Problem:
Only a number is expected: how many lines in these records mention the word "DomainResult"?

------ Study material ------

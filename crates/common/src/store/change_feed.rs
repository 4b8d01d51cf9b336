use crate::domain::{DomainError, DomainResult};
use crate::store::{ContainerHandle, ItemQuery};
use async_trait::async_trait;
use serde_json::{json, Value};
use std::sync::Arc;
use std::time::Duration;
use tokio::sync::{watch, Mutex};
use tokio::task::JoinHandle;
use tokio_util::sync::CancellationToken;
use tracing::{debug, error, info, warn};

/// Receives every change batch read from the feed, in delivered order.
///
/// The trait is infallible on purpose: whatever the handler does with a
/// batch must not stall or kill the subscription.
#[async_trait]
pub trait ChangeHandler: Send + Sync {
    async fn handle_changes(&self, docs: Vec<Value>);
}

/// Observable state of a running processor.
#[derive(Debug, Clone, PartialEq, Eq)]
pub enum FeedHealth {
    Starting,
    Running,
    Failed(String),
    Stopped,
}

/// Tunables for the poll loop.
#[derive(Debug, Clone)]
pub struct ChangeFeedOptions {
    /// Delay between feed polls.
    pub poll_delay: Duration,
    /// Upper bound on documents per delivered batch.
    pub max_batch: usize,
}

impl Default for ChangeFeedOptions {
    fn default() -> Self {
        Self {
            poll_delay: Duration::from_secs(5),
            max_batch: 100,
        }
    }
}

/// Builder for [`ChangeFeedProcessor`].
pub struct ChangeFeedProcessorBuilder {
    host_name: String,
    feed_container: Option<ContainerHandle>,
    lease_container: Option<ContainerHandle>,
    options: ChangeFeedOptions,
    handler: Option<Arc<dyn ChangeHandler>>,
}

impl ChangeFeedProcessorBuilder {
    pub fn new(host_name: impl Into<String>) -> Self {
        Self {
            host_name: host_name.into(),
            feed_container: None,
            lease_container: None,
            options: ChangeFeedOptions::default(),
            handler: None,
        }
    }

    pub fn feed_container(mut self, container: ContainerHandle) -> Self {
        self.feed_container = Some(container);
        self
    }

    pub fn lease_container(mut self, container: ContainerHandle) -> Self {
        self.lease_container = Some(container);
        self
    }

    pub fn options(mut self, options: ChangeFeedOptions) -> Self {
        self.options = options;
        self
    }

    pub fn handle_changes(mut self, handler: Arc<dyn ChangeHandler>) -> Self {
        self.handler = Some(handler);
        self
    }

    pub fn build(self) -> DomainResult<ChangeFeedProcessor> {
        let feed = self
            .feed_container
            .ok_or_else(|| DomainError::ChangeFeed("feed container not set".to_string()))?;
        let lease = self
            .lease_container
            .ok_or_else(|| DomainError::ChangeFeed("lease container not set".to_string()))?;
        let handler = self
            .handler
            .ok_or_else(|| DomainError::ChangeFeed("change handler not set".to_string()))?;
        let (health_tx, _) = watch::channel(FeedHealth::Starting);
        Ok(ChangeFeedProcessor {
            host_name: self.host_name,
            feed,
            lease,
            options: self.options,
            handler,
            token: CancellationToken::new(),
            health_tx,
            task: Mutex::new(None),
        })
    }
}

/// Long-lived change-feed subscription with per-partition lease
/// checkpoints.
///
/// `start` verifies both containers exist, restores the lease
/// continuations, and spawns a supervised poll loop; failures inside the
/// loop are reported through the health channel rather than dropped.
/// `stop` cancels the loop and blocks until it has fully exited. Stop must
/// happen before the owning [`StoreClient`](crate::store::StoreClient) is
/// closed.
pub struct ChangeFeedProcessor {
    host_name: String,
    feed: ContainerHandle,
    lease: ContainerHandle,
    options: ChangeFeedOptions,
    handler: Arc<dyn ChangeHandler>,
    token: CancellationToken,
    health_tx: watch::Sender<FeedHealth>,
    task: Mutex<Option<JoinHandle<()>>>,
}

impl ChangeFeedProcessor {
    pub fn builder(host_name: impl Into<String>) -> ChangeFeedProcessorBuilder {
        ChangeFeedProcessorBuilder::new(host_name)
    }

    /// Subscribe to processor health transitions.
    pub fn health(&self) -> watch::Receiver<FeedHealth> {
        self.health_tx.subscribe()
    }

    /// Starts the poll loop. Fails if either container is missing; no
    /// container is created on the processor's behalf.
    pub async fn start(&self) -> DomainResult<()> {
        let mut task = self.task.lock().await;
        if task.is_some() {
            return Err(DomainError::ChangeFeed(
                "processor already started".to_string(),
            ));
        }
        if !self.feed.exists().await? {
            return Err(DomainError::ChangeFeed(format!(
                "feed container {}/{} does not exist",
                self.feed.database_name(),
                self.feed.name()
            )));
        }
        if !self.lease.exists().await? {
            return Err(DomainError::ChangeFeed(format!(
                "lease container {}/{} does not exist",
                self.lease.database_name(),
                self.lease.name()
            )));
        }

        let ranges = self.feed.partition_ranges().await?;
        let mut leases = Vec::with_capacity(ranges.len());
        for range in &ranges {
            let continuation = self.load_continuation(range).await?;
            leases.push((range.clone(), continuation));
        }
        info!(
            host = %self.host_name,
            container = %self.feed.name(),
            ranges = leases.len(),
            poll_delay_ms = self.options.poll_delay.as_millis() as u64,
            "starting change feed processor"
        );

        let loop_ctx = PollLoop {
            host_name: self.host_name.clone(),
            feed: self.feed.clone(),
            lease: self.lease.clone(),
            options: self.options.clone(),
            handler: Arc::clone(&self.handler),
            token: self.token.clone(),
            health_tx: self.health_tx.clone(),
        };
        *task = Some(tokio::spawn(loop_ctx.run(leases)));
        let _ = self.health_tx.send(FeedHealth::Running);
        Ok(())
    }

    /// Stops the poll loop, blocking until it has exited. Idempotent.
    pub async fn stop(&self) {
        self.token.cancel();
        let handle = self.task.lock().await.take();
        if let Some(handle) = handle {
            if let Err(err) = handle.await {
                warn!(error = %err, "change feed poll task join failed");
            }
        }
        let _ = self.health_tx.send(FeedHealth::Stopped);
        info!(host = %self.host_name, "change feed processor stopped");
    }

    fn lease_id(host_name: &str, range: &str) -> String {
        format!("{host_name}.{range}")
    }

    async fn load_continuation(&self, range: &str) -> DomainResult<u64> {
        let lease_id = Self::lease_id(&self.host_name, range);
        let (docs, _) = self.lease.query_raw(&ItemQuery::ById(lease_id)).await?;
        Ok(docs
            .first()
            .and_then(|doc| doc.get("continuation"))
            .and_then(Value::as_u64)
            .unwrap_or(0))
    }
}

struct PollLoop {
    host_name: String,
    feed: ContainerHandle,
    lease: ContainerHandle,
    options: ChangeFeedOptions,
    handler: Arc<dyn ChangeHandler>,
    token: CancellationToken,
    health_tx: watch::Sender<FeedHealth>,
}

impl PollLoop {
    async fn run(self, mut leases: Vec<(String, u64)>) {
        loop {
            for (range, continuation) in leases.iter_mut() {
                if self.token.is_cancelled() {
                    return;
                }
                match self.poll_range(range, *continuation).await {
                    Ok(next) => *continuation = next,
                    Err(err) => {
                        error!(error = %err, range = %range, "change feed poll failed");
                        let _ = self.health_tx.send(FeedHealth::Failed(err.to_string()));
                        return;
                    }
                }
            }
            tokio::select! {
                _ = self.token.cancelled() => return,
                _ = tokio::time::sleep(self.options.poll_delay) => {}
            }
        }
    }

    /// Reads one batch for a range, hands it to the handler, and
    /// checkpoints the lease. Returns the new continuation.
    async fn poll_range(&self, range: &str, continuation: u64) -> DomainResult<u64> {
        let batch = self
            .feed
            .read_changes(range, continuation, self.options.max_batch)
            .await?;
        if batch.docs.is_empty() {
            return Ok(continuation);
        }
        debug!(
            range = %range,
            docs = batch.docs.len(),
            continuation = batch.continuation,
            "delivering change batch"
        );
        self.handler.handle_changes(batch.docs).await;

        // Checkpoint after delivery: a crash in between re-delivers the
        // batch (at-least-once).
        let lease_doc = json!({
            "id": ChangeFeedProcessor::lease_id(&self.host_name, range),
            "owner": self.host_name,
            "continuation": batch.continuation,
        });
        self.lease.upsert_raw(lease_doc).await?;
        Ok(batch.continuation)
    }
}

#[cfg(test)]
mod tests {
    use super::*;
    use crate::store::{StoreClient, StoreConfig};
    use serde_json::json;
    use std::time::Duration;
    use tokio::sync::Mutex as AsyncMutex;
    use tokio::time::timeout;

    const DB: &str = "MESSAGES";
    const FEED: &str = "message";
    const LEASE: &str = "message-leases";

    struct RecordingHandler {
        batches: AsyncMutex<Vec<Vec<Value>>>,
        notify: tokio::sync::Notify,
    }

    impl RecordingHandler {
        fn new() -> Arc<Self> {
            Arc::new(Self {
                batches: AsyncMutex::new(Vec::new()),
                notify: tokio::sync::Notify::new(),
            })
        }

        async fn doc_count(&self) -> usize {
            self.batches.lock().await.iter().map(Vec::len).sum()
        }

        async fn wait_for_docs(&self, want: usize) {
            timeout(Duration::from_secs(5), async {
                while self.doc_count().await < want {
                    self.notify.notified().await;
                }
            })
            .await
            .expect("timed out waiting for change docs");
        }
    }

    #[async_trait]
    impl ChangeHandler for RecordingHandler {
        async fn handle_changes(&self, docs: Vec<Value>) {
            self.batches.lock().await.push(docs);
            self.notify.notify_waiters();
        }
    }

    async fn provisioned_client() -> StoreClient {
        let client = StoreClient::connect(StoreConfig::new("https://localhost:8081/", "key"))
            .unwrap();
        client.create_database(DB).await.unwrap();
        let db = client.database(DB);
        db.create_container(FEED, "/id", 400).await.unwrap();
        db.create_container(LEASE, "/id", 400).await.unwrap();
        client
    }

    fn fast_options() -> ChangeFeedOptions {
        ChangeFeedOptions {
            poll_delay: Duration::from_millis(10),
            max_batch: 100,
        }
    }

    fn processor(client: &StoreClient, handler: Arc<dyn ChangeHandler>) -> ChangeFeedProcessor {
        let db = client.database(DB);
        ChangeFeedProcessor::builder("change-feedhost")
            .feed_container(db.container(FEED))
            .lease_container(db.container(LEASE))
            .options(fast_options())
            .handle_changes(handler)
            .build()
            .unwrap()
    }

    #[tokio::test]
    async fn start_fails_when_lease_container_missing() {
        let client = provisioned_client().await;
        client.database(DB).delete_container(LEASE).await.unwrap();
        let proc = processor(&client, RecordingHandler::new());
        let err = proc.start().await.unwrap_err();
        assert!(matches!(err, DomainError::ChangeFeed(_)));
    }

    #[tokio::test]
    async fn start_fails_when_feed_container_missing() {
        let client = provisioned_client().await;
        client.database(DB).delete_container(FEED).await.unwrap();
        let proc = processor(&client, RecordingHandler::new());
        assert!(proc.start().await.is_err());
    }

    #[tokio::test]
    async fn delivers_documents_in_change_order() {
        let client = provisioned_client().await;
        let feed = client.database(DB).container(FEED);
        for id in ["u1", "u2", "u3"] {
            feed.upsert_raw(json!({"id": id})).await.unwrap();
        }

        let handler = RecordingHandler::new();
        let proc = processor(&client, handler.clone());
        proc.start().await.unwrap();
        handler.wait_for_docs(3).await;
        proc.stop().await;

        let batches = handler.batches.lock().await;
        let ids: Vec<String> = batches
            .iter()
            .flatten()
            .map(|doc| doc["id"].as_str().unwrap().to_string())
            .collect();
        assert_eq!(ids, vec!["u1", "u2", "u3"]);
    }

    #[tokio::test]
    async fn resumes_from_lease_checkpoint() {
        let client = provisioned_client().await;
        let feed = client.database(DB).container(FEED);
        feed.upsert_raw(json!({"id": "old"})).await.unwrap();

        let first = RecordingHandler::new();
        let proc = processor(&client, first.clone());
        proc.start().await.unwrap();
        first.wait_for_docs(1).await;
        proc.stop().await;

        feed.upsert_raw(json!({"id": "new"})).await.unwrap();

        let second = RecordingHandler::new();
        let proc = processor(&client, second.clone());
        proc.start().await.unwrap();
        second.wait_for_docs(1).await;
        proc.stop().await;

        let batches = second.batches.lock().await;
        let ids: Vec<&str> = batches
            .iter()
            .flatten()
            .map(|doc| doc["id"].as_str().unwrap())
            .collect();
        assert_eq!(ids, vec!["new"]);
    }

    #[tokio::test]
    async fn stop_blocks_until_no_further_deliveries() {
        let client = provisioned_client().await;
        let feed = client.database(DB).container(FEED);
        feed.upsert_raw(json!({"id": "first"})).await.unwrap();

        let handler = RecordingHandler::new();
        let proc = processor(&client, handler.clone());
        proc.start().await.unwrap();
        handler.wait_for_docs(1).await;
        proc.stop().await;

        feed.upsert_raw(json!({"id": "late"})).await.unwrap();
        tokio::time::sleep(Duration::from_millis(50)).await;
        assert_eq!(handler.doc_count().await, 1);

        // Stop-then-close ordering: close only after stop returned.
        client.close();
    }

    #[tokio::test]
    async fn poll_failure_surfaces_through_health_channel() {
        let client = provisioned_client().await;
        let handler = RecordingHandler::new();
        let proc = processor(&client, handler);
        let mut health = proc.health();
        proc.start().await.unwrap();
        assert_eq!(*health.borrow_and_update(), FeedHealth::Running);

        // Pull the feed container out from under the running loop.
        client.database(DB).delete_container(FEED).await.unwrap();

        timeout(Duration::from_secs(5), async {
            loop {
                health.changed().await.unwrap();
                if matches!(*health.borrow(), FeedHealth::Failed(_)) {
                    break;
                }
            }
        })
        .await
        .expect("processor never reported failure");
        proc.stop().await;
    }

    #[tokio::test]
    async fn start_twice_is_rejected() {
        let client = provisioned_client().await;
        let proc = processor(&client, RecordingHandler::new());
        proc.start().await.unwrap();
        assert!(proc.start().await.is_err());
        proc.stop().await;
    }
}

------

Exercise output:
5